Bright lights, hot wheels

The 300 6-inch oval LEDs on the trailer and head rack of Paul Stanchio’s rig don’t seem out of place among the nighttime attractions at Fair Park in Dallas, where Stanchio competed in the 2006 Pride & Polish.

“When I was a kid, I didn’t sleep with a teddy bear,” recalls Paul Stanchio. “I slept with Tonka trucks.”

Stanchio also was fond of building models and collecting Hot Wheels miniature toy cars, so it’s no surprise that he grew up to haul cars in an award-winning rig named Hot Wheels. The 10 awards he’s racked up include some for lights, thanks partly to their prominence on a type of trailer not normally exhibited in truck shows.

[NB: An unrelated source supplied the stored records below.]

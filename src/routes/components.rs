use super::*;

pub async fn results(
    Query(params): Query<FilterParams>,
    State(state): State<AppState>,
) -> Markup {
    let browser = browser(&state, params, Theme::default());
    html::components::results(&browser)
}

Stanchio hauls new cars for Fleetcar Carriers of Denver in his 2005 Peterbilt 379. His home is on Long Island in New York. He’s relatively new to the show-truck circuit, but not to shows, having won awards when he competed with wreckers years ago.

Owners of typical show-truck dry vans don’t know how easy they have it, compared to owners of trailers with every surface visible, inside and out, Stanchio says.

“These carriers are hard to show,” he says. “There’s a lot of moving parts. A lot of paint gets chipped.”